Source material: Begin

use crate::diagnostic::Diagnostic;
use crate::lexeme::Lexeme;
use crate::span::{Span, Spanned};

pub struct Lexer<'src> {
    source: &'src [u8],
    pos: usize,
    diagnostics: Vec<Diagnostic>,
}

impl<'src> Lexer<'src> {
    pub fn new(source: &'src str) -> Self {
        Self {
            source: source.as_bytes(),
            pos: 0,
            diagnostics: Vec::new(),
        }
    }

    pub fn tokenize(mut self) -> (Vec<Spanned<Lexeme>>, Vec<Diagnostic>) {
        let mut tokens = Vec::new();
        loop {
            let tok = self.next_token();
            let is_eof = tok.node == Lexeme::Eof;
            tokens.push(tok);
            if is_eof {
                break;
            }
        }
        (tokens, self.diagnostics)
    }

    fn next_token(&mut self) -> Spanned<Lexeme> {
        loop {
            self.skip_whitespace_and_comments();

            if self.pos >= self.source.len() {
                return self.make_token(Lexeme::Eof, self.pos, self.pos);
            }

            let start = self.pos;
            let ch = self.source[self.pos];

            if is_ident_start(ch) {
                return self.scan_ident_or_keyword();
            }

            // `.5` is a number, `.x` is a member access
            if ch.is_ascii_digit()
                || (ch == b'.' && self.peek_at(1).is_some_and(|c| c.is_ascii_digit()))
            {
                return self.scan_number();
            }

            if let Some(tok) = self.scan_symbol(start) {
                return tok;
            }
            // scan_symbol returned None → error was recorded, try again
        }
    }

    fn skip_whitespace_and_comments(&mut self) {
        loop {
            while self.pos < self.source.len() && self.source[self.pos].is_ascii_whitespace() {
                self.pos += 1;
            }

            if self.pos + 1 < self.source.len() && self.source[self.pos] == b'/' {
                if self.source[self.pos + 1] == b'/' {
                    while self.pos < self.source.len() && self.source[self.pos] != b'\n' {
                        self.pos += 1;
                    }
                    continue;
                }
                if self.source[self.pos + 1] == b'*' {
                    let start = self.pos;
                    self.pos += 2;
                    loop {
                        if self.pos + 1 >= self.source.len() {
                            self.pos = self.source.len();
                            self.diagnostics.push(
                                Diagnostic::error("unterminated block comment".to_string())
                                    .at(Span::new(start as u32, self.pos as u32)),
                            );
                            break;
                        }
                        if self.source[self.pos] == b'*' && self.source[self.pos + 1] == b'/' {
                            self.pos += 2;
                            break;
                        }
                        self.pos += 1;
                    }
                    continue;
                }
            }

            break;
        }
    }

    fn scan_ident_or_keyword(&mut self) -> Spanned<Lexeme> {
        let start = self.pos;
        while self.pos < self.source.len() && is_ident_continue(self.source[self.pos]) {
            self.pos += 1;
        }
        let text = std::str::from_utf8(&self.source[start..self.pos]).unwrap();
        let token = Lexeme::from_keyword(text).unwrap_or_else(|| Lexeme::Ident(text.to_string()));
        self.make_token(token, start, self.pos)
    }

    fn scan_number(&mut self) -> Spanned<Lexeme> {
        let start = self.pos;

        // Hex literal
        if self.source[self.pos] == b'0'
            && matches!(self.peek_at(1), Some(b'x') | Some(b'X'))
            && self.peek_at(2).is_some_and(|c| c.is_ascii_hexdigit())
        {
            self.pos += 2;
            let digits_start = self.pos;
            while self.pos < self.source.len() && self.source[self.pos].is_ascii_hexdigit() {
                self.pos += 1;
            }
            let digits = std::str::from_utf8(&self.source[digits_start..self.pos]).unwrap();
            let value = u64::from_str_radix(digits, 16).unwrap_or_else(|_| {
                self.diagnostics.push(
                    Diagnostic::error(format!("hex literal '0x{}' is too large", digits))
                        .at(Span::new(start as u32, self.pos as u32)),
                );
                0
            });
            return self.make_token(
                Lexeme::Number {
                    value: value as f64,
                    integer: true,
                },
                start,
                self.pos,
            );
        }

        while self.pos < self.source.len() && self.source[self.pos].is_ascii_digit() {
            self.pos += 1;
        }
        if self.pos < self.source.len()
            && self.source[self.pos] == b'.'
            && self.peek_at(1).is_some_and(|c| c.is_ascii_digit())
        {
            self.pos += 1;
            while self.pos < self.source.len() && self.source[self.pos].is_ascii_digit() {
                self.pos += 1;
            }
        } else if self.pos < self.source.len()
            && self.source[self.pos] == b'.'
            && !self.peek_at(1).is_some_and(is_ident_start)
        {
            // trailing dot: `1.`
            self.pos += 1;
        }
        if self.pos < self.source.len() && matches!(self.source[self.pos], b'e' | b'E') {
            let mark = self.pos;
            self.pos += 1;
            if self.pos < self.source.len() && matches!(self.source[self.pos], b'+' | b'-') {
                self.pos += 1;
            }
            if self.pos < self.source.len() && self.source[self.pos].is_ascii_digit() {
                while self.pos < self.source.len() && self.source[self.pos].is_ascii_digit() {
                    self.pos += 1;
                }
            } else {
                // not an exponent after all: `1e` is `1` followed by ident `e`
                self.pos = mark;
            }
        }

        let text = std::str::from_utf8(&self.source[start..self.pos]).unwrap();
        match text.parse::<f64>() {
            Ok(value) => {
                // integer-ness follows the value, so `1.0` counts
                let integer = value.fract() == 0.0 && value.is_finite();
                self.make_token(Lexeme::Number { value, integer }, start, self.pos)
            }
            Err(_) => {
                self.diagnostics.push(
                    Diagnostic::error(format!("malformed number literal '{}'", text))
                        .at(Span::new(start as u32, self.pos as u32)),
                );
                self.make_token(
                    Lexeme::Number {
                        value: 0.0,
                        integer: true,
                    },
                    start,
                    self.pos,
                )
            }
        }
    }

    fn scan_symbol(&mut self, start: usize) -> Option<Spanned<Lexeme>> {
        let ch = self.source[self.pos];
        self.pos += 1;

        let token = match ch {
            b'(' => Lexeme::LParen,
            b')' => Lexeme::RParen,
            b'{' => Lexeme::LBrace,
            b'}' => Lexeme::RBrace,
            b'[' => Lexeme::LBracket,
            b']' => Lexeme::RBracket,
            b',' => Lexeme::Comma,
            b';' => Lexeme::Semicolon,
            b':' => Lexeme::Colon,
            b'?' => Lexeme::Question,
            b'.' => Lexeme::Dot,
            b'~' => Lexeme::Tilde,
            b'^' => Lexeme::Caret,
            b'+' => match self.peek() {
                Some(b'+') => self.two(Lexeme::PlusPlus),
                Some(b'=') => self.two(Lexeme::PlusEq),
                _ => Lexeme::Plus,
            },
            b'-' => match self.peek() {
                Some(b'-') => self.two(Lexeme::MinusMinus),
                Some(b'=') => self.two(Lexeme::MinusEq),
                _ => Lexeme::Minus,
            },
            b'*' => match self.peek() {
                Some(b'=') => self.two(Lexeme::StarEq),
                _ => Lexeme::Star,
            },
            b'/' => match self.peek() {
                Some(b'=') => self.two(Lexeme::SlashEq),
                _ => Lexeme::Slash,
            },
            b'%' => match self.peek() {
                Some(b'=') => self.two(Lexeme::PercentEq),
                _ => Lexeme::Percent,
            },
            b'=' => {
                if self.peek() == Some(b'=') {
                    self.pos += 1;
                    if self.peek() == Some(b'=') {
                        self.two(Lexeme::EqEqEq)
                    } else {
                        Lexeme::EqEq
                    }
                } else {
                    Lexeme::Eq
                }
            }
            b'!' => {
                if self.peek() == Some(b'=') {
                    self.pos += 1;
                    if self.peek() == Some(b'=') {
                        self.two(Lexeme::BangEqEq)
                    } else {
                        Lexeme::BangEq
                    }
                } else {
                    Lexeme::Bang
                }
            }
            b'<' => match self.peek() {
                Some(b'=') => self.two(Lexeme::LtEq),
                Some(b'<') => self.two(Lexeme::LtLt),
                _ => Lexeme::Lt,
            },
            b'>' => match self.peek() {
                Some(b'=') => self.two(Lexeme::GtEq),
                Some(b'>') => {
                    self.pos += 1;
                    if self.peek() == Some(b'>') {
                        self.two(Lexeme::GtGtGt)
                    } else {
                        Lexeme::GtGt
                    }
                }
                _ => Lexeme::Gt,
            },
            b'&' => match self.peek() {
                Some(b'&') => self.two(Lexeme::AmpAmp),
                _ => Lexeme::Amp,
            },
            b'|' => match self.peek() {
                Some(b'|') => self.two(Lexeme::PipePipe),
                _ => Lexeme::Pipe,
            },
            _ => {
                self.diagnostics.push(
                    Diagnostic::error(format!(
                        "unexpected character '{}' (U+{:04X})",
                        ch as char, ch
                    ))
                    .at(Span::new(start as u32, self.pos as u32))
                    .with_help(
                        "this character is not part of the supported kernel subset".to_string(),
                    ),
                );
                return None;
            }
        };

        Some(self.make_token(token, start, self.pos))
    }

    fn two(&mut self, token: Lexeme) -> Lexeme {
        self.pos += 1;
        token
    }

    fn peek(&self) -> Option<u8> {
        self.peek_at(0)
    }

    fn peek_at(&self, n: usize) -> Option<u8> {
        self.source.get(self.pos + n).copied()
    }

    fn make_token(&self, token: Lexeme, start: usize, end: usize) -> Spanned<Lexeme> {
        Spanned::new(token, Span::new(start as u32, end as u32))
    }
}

Source material: End
Source material: Begin

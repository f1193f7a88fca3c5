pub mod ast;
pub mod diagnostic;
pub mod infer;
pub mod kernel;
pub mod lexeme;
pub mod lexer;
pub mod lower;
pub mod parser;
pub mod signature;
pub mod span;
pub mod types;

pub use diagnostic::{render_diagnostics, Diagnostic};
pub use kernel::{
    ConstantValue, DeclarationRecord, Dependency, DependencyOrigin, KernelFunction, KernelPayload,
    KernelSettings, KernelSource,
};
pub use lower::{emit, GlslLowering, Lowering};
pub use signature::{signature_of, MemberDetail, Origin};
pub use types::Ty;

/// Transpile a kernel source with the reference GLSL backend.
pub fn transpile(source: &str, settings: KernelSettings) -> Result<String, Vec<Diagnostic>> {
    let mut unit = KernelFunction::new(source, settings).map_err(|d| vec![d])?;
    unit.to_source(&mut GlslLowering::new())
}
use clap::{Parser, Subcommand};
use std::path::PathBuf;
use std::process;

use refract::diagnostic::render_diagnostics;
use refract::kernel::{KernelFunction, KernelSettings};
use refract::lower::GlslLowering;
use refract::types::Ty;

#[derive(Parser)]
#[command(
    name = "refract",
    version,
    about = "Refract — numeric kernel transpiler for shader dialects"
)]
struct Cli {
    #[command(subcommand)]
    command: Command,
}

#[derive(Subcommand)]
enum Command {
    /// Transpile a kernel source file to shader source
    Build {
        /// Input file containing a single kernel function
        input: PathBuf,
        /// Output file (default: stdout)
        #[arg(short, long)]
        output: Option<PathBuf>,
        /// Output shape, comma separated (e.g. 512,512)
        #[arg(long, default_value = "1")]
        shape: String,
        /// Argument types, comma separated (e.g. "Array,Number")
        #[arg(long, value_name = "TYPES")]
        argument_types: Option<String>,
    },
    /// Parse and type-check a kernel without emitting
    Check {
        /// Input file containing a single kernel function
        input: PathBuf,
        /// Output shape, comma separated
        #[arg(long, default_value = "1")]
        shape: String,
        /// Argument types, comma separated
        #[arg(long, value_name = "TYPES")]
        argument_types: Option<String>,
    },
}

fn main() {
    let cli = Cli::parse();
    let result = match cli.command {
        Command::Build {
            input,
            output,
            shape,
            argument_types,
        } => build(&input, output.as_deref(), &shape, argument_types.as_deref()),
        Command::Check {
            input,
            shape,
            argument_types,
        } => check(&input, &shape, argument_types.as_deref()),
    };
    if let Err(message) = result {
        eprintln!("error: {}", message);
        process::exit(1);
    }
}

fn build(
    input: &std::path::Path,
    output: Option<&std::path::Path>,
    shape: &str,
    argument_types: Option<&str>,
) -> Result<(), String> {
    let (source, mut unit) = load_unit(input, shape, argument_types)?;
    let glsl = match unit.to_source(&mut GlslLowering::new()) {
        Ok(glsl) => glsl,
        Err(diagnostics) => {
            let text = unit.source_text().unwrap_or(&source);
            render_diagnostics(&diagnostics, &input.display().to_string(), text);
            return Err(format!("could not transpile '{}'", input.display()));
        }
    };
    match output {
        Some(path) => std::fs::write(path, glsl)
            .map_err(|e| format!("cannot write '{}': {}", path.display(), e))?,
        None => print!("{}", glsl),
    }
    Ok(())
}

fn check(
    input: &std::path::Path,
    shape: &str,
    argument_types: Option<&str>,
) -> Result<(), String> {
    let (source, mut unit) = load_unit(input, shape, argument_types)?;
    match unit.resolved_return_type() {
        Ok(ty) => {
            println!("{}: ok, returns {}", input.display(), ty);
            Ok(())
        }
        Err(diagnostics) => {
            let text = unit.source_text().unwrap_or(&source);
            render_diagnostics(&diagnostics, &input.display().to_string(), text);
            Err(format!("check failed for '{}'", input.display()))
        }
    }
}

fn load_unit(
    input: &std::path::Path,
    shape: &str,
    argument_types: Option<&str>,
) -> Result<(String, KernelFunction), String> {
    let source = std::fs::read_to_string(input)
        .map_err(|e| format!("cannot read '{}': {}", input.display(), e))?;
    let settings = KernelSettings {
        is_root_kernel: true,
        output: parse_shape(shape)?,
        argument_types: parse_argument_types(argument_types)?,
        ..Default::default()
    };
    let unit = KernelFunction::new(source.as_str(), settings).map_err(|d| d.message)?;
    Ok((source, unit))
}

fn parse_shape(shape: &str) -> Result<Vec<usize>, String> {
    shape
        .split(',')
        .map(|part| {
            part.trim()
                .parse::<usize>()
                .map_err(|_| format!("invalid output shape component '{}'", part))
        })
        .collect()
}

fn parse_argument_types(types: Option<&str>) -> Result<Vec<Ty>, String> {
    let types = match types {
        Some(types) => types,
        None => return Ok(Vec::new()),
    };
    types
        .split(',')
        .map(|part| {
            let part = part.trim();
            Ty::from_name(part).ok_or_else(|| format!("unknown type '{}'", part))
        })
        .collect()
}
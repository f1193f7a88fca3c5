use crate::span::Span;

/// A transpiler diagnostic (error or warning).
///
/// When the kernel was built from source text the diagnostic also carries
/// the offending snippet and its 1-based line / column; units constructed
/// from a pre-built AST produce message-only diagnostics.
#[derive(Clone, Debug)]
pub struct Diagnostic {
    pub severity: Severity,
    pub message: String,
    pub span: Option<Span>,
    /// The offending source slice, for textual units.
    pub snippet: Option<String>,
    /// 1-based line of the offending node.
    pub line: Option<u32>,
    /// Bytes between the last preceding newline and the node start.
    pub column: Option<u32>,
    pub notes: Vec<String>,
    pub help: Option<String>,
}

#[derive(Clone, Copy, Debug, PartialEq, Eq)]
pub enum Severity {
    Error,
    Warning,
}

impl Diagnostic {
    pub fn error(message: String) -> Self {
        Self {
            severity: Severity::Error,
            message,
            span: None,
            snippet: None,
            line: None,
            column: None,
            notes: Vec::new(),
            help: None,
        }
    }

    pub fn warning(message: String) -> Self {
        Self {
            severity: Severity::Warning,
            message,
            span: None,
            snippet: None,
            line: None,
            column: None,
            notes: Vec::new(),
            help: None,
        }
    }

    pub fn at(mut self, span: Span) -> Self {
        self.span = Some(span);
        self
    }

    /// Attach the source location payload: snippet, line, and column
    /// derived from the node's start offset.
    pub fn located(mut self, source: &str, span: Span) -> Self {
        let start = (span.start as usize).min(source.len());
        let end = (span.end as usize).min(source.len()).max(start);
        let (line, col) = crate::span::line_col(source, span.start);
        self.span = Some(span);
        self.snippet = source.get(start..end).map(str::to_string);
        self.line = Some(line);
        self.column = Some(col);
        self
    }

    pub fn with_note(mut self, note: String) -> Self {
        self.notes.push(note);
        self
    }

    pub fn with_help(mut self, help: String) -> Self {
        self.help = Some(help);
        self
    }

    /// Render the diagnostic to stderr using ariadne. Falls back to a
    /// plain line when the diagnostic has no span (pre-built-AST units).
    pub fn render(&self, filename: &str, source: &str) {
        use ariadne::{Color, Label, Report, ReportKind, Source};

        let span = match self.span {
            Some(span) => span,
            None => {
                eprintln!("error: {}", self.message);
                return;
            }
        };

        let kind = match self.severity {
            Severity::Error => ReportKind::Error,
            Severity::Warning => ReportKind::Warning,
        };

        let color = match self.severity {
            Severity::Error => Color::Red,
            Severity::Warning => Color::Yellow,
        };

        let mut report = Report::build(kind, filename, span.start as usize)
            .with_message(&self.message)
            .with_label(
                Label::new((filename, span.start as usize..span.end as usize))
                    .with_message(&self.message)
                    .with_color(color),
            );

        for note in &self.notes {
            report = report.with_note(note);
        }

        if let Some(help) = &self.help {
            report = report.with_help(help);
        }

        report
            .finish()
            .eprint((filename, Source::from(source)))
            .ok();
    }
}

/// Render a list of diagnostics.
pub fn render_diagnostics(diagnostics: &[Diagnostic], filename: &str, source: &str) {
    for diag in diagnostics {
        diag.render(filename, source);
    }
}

Source material: End

▸ Work item
From the records, copy every line that has the string "notes" in it.

▸ Answer to the problem
    pub notes: Vec<String>,
            notes: Vec::new(),
            notes: Vec::new(),
        self.notes.push(note);
        for note in &self.notes {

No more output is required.